[Extracted records]

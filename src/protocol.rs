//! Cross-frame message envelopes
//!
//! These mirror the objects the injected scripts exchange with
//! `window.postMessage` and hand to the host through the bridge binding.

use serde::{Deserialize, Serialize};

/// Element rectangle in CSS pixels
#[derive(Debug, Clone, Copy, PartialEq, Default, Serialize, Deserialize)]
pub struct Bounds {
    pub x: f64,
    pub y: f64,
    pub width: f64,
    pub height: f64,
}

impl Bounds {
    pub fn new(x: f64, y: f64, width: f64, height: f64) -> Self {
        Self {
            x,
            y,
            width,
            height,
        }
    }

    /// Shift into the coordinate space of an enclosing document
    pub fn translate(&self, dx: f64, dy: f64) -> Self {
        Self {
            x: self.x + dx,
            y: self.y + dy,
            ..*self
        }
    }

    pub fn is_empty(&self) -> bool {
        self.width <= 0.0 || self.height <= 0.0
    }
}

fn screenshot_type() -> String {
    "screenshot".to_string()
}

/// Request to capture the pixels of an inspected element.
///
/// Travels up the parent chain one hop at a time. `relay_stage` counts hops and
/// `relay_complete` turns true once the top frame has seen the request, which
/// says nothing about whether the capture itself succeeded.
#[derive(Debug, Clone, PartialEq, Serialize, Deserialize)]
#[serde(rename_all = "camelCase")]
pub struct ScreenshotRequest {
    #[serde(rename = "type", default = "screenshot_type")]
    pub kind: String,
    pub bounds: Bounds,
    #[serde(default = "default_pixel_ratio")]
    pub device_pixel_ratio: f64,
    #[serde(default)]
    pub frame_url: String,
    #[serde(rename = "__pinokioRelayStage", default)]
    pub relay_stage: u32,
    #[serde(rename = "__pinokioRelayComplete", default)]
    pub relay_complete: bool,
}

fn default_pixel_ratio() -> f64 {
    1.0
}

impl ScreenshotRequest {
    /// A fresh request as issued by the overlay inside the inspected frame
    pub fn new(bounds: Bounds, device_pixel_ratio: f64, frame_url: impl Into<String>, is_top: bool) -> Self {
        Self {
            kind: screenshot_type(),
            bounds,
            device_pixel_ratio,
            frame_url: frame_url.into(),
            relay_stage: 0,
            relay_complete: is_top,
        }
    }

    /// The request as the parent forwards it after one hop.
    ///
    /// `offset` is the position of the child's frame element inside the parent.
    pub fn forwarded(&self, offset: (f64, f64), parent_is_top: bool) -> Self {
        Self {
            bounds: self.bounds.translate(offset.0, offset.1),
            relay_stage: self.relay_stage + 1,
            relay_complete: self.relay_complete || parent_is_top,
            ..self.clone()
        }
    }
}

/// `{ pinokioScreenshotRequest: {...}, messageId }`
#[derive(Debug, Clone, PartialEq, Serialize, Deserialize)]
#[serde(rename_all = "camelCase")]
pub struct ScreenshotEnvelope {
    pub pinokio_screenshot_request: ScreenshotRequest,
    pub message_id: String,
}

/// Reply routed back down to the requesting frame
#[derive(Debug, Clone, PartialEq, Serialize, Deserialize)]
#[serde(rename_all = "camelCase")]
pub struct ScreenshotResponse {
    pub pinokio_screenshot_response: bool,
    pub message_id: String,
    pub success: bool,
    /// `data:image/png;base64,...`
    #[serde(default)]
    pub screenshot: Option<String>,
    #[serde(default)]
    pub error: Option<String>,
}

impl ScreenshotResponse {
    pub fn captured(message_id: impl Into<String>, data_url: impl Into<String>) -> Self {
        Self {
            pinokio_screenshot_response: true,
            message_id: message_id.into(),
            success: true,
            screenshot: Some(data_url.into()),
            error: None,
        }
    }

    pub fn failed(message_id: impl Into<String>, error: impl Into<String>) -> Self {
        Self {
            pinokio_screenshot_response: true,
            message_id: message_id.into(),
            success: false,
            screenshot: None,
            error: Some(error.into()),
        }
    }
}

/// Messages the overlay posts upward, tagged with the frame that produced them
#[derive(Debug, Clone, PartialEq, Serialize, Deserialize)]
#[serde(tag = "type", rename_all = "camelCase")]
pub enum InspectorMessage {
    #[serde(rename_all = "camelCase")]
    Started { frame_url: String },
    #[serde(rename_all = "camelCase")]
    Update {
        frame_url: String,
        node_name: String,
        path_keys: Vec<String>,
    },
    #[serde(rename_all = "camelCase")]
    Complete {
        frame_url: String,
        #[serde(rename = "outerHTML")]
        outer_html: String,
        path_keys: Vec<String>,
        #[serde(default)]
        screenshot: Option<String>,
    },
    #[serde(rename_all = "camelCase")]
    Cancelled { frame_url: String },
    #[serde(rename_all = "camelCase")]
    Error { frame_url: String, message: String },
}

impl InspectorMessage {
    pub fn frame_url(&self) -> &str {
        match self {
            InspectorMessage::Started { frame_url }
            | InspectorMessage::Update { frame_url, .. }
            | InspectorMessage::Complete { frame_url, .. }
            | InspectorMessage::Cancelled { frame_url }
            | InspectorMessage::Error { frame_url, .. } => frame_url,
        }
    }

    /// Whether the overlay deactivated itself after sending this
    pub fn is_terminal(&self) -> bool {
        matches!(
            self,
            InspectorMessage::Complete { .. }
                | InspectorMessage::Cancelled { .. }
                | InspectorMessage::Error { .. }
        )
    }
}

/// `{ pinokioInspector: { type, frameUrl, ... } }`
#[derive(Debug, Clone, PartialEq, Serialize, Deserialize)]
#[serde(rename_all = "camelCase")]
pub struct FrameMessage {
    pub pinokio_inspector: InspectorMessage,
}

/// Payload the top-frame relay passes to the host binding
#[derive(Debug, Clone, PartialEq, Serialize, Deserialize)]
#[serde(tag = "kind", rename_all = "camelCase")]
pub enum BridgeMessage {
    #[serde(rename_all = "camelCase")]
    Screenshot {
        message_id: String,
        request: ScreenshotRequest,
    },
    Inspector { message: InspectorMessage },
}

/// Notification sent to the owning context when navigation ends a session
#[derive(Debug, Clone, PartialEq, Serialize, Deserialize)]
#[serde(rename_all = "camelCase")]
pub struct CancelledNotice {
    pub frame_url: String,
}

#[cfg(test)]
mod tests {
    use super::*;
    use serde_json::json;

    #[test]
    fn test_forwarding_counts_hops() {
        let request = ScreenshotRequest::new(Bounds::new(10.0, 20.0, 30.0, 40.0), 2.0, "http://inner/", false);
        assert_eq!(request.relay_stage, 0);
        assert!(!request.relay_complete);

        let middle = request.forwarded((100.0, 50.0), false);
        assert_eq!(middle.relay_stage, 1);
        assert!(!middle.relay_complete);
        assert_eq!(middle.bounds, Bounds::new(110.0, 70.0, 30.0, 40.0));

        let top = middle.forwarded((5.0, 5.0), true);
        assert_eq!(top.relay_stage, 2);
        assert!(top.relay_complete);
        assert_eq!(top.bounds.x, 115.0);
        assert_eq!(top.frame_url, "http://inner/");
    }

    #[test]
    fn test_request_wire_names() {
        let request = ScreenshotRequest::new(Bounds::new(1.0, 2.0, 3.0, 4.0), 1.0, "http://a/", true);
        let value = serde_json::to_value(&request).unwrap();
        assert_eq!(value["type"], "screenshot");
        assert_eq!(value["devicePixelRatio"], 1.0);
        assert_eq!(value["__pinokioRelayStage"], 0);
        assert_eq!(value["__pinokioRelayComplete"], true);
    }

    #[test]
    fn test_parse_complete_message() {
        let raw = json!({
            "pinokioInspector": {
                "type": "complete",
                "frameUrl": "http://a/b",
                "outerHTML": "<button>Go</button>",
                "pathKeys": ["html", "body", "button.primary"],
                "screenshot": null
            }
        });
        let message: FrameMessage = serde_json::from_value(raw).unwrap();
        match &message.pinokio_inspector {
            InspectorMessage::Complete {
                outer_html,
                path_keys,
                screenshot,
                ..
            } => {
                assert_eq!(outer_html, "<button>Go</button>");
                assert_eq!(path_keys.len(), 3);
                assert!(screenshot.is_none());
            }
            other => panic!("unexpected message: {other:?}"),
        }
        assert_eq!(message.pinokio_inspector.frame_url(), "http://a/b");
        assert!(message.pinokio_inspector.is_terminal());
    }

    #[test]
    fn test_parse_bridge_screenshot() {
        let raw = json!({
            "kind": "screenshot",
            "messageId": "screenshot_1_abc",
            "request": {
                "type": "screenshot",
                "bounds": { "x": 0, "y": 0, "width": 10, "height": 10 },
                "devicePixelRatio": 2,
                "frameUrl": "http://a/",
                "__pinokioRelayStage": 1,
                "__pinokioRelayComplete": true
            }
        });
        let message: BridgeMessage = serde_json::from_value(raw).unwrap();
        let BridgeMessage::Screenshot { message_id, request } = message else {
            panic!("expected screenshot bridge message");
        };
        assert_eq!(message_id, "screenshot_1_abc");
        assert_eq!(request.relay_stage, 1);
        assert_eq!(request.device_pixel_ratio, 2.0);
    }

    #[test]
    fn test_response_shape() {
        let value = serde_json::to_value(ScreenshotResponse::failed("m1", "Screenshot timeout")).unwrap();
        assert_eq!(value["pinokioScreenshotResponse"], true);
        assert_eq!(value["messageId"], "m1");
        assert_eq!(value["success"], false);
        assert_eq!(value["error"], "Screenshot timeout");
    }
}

ASSIGNMENT - In the lines above, spot each one that contains the word "binding" and copy it.

SOLUTION TO THE PROBLEM -
//! `window.postMessage` and hand to the host through the bridge binding.
/// Payload the top-frame relay passes to the host binding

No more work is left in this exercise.